Ehedem im ersten Weltalter machten die Vierfüßler den Löwen zum König, die Fische den Ananda-Fisch [3], die Vögel den Goldschwan. Die Tochter des Goldschwankönigs aber, das junge Schwanenweibchen, war schön; deshalb gewährte ihr ihr Vater einen Wunsch. Sie wünschte, den ihr Gefallenden zum Gatten wählen zu dürfen. Der König bewilligte ihr diesen Wunsch und hieß alle Vögel am Himalaya-Gebirge zusammenkommen.

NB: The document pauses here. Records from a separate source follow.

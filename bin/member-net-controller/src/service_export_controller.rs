//! ServiceExport controller: validates exported Services and publishes them to the hub

use std::sync::Arc;
use std::time::Duration;

use async_trait::async_trait;
use chrono::{DateTime, SubsecRound, Utc};
use fleet_net_api::v1alpha1::SERVICE_EXPORT_CONFLICT;
use fleet_net_api::{
    Condition, ExportedObjectReference, InternalServiceExport, InternalServiceExportSpec, ServiceExport,
    ServicePort, TargetPort,
};
use fleet_net_core::condition::{
    equal_condition, equal_condition_with_message, find_condition, ineligible_condition,
    not_found_condition, pending_conflict_condition, remove_condition, set_condition,
    valid_condition,
};
use fleet_net_core::objectmeta::{
    add_finalizer, annotation, has_finalizer, is_deleting, remove_finalizer, set_annotation,
    LAST_SEEN_RESOURCE_VERSION_ANNOTATION, LAST_SEEN_TIMESTAMP_ANNOTATION,
    SERVICE_EXPORT_CLEANUP_FINALIZER,
};
use fleet_net_core::{
    ignore_not_found, LinkState, ObjectKey, ObjectStore, ReconcileOutcome,
    Reconciler, Result,
};
use k8s_openapi::api::core::v1::Service;
use k8s_openapi::apimachinery::pkg::apis::meta::v1::ObjectMeta;
use k8s_openapi::apimachinery::pkg::util::intstr::IntOrString;
use tracing::{debug, info, warn};

use crate::context::MemberContext;

/// Requeue delay after withdrawing an export that belonged to a re-created Service
const REEXPORT_DELAY: Duration = Duration::from_secs(1);

/// Name of the InternalServiceExport mirroring `namespace/name`
pub fn internal_service_export_name(namespace: &str, name: &str) -> String {
    format!("{namespace}-{name}")
}

/// Headless and ExternalName Services cannot be exported.
pub fn is_service_eligible(service: &Service) -> bool {
    let Some(spec) = service.spec.as_ref() else {
        return true;
    };
    spec.type_.as_deref() != Some("ExternalName") && spec.cluster_ip.as_deref() != Some("None")
}

pub fn extract_service_ports(service: &Service) -> Vec<ServicePort> {
    service
        .spec
        .as_ref()
        .and_then(|spec| spec.ports.as_ref())
        .map(|ports| {
            ports
                .iter()
                .map(|port| ServicePort {
                    name: port.name.clone().unwrap_or_default(),
                    protocol: port.protocol.clone().unwrap_or_else(|| "TCP".to_string()),
                    app_protocol: port.app_protocol.clone(),
                    port: port.port,
                    target_port: port.target_port.as_ref().map(|target| match target {
                        IntOrString::Int(number) => TargetPort::Number(*number),
                        IntOrString::String(name) => TargetPort::Name(name.clone()),
                    }),
                })
                .collect()
        })
        .unwrap_or_default()
}

pub struct ServiceExportReconciler<S> {
    ctx: Arc<MemberContext<S>>,
}

impl<S: ObjectStore> ServiceExportReconciler<S> {
    pub fn new(ctx: Arc<MemberContext<S>>) -> Self {
        Self { ctx }
    }

    /// Withdraws the InternalServiceExport, then releases the finalizer.
    async fn unexport(&self, export: &mut ServiceExport) -> Result<()> {
        let key = ObjectKey::of(export);
        let ise_name = internal_service_export_name(&key.namespace, &key.name);
        let hub = &self.ctx.hub;
        let replica_exists = hub
            .try_get::<InternalServiceExport>(&self.ctx.hub_namespace, &ise_name)
            .await?
            .is_some();
        let state = LinkState::observe(
            has_finalizer(export, SERVICE_EXPORT_CLEANUP_FINALIZER),
            replica_exists,
            false,
        );
        if state == LinkState::Unlinked {
            return Ok(());
        }

        let state = state.advance(LinkState::Unlinking)?;
        if replica_exists {
            ignore_not_found(
                hub.delete::<InternalServiceExport>(&self.ctx.hub_namespace, &ise_name)
                    .await,
            )?;
            info!(service = %key, internal_service_export = %ise_name, "Unexported service");
        }

        state.advance(LinkState::Unlinked)?;
        if remove_finalizer(export, SERVICE_EXPORT_CLEANUP_FINALIZER) {
            *export = self.ctx.member.update(export).await?;
        }
        Ok(())
    }

    async fn mark_invalid(&self, mut export: ServiceExport, desired: Condition) -> Result<()> {
        let conditions = export.conditions();
        let has_conflict = find_condition(conditions, SERVICE_EXPORT_CONFLICT).is_some();
        if equal_condition(find_condition(conditions, &desired.condition_type), Some(&desired))
            && !has_conflict
        {
            return Ok(());
        }

        debug!(service = %ObjectKey::of(&export), reason = %desired.reason, "Marking service export as invalid");
        set_condition(export.conditions_mut(), desired);
        remove_condition(export.conditions_mut(), SERVICE_EXPORT_CONFLICT);
        self.ctx.member.update_status(&export).await?;
        Ok(())
    }

    /// Marks the export valid and, if no conflict resolution result is known, pending.
    async fn mark_valid(&self, mut export: ServiceExport) -> Result<ServiceExport> {
        let key = ObjectKey::of(&export);
        let generation = export.metadata.generation.unwrap_or_default();
        let desired = valid_condition(generation, &key.namespace, &key.name);

        let mut changed = false;
        if !equal_condition_with_message(
            find_condition(export.conditions(), &desired.condition_type),
            Some(&desired),
        ) {
            set_condition(export.conditions_mut(), desired);
            changed = true;
        }
        if find_condition(export.conditions(), SERVICE_EXPORT_CONFLICT).is_none() {
            set_condition(
                export.conditions_mut(),
                pending_conflict_condition(generation, &key.namespace, &key.name),
            );
            changed = true;
        }

        if !changed {
            return Ok(export);
        }
        debug!(service = %key, "Marking service export as valid");
        self.ctx.member.update_status(&export).await
    }

    /// Returns when the current state of the Service was first seen, stamping the export with
    /// the Service's resource version and a fresh timestamp when the stored pair is stale.
    async fn last_seen_timestamp(
        &self,
        service: &Service,
        export: &mut ServiceExport,
        now: DateTime<Utc>,
    ) -> Result<DateTime<Utc>> {
        let service_version = service.metadata.resource_version.clone().unwrap_or_default();
        let seen_version = annotation(export, LAST_SEEN_RESOURCE_VERSION_ANNOTATION);
        let seen_at = annotation(export, LAST_SEEN_TIMESTAMP_ANNOTATION)
            .and_then(|ts| DateTime::parse_from_rfc3339(ts).ok())
            .map(|ts| ts.with_timezone(&Utc));

        if let (Some(version), Some(seen_at)) = (seen_version, seen_at) {
            if version == service_version && seen_at <= now {
                return Ok(seen_at);
            }
        }

        let now = now.trunc_subsecs(0);
        set_annotation(export, LAST_SEEN_RESOURCE_VERSION_ANNOTATION, service_version);
        set_annotation(export, LAST_SEEN_TIMESTAMP_ANNOTATION, now.to_rfc3339());
        *export = self.ctx.member.update(export).await?;
        Ok(now)
    }

    async fn export(
        &self,
        export: &mut ServiceExport,
        service: &Service,
        exported_since: DateTime<Utc>,
    ) -> Result<ReconcileOutcome> {
        let key = ObjectKey::of(export);
        let ise_name = internal_service_export_name(&key.namespace, &key.name);
        let ports = extract_service_ports(service);
        let service_type = service.spec.as_ref().and_then(|spec| spec.type_.clone());
        let hub = &self.ctx.hub;

        let existing = hub
            .try_get::<InternalServiceExport>(&self.ctx.hub_namespace, &ise_name)
            .await?;
        let state = LinkState::observe(
            has_finalizer(export, SERVICE_EXPORT_CLEANUP_FINALIZER),
            existing.is_some(),
            is_deleting(export),
        );

        let Some(existing) = existing else {
            state.advance(LinkState::Linked)?;
            let ise = InternalServiceExport {
                metadata: ObjectMeta {
                    namespace: Some(self.ctx.hub_namespace.clone()),
                    name: Some(ise_name.clone()),
                    ..Default::default()
                },
                spec: InternalServiceExportSpec {
                    ports,
                    service_reference: ExportedObjectReference::from_object(
                        &self.ctx.member_cluster_id,
                        service,
                        exported_since,
                    ),
                    service_type,
                },
                status: None,
            };
            hub.create(&ise).await?;
            info!(service = %key, internal_service_export = %ise_name, "Exported service");
            return Ok(ReconcileOutcome::Done);
        };

        if !existing
            .spec
            .service_reference
            .is_linked_to(service.metadata.uid.as_deref())
        {
            // the Service was deleted and re-created under the same name
            warn!(
                service = %key,
                internal_service_export = %ise_name,
                old_uid = %existing.spec.service_reference.uid,
                "Exported service belongs to another service instance; re-exporting"
            );
            self.unexport(export).await?;
            return Ok(ReconcileOutcome::RequeueAfter(REEXPORT_DELAY));
        }

        state.advance(LinkState::Linked)?;
        let mut desired = existing.clone();
        desired.spec.ports = ports;
        desired.spec.service_type = service_type;
        desired
            .spec
            .service_reference
            .update_from_object(service, exported_since);
        if desired.spec != existing.spec {
            hub.update(&desired).await?;
            debug!(service = %key, internal_service_export = %ise_name, "Updated exported service");
        }
        Ok(ReconcileOutcome::Done)
    }
}

#[async_trait]
impl<S: ObjectStore> Reconciler for ServiceExportReconciler<S> {
    fn name(&self) -> &'static str {
        "serviceexport"
    }

    async fn reconcile(&self, key: &ObjectKey) -> Result<ReconcileOutcome> {
        let member = &self.ctx.member;
        let Some(mut export) = member
            .try_get::<ServiceExport>(&key.namespace, &key.name)
            .await?
        else {
            debug!(service = %key, "Service export is not found");
            return Ok(ReconcileOutcome::Done);
        };

        if is_deleting(&export) {
            if has_finalizer(&export, SERVICE_EXPORT_CLEANUP_FINALIZER) {
                self.unexport(&mut export).await?;
            }
            return Ok(ReconcileOutcome::Done);
        }

        let generation = export.metadata.generation.unwrap_or_default();
        let service = match member.try_get::<Service>(&key.namespace, &key.name).await? {
            Some(service) if !is_deleting(&service) => service,
            _ => {
                if has_finalizer(&export, SERVICE_EXPORT_CLEANUP_FINALIZER) {
                    self.unexport(&mut export).await?;
                }
                let condition = not_found_condition(generation, &key.namespace, &key.name);
                self.mark_invalid(export, condition).await?;
                return Ok(ReconcileOutcome::Done);
            }
        };

        if !is_service_eligible(&service) {
            if has_finalizer(&export, SERVICE_EXPORT_CLEANUP_FINALIZER) {
                self.unexport(&mut export).await?;
            }
            let condition = ineligible_condition(generation, &key.namespace, &key.name);
            self.mark_invalid(export, condition).await?;
            return Ok(ReconcileOutcome::Done);
        }

        // the finalizer must be in place before anything reaches the hub
        if add_finalizer(&mut export, SERVICE_EXPORT_CLEANUP_FINALIZER) {
            debug!(service = %key, "Adding cleanup finalizer to service export");
            export = member.update(&export).await?;
        }
        let mut export = self.mark_valid(export).await?;

        let now = Utc::now();
        let exported_since = match self.last_seen_timestamp(&service, &mut export, now).await {
            Ok(ts) => ts,
            Err(e) => {
                warn!(service = %key, error = %e, "Failed to annotate last seen resource version and timestamp");
                now
            }
        };

        self.export(&mut export, &service, exported_since).await
    }
}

Da versammelten sich die verschiedenen Vogelarten, wie Schwäne, Pfauen u. dgl., und kamen auf einer großen Felsfläche zusammen. Der König ließ seine Tochter rufen, indem er sagte: „Sie soll kommen und sich den ihr gefallenden Gatten auswählen.“ Als sie nun die Schar der Vögel betrachtete, erblickte sie einen Pfau mit einem Hals von der Farbe eines Edelsteines und mit glänzenden Flügeln und wählte ihn aus mit den Worten: „Dieser soll mein Gatte sein.“ Da gingen die Vogelscharen zu dem Pfau hin und sprachen: „Lieber Pfau, die Königstochter hier hat, als sie aus der Mitte dieser so vielen Vögel einen Gatten sich aussuchte, an dir Gefallen gefunden.“ Da dachte der Pfau: „Bis heute hast du meine Kraft nicht gesehen“; und in seiner großen Freude ließ er die Scham und die Furcht vor Sünde beiseite, entfaltete inmitten der großen Vogelschar seine Flügel und begann zu tanzen. Beim Tanze aber war er entblößt. Darüber wurde der König Goldschwan von Scham ergriffen und er dachte: „Dieser besitzt weder die aus dem Innern stammende Scham, noch die von außen kommende Furcht vor Sünde; ihm, der die Scham und die Furcht vor Sünde beiseite gesetzt hat, werde ich meine Tochter nicht geben.“ Und inmitten der Vogelversammlung sprach er folgenden Vers:

[§1] „Schön ist dein Singen, schimmernd ist dein Rücken, wie Lapislazuli erglänzt dein Hals, ein ganzes Klafter messen deine Flügel; doch weil du tanzst, geb ich dir nicht die Tochter.“

Darauf gab der König Schwan inmitten dieser Versammlung seinem Neffen, einem jungen Schwan, seine Tochter. Als aber der Pfau das junge Schwanenweibchen nicht bekam, schämte er sich, stand auf und lief fort. Auch der König Schwan begab sich nach seinem Wohnorte.

[§C]

Nachdem der Meister mit den Worten: „Nicht nur jetzt, ihr Mönche, hat dieser, da er keine Scham noch Furcht vor der Sünde zeigte, den Edelstein-Orden verloren, sondern in früherer Zeit hat er dadurch den Besitz eines Edelstein-Weibes verloren“, diese Lehrunterweisung beendigt hatte, stellte er die gegenseitigen Beziehungen klar und verband das Jātaka mit den Worten: „Damals war der Pfau der Mönch mit dem vielen Eigentum, der König Schwan aber war ich.“

Ende der Erzählung vom Tanze

Anmerkungen:

1.
Jātaka 6
2.
D. h. er trat aus dem Orden zurück und lebte wieder als Weltmensch.
3.
Das Wort bedeutet „Freude“. [Die Geschichte ist erzählt im 2. Kapitel des Jātaka 537.]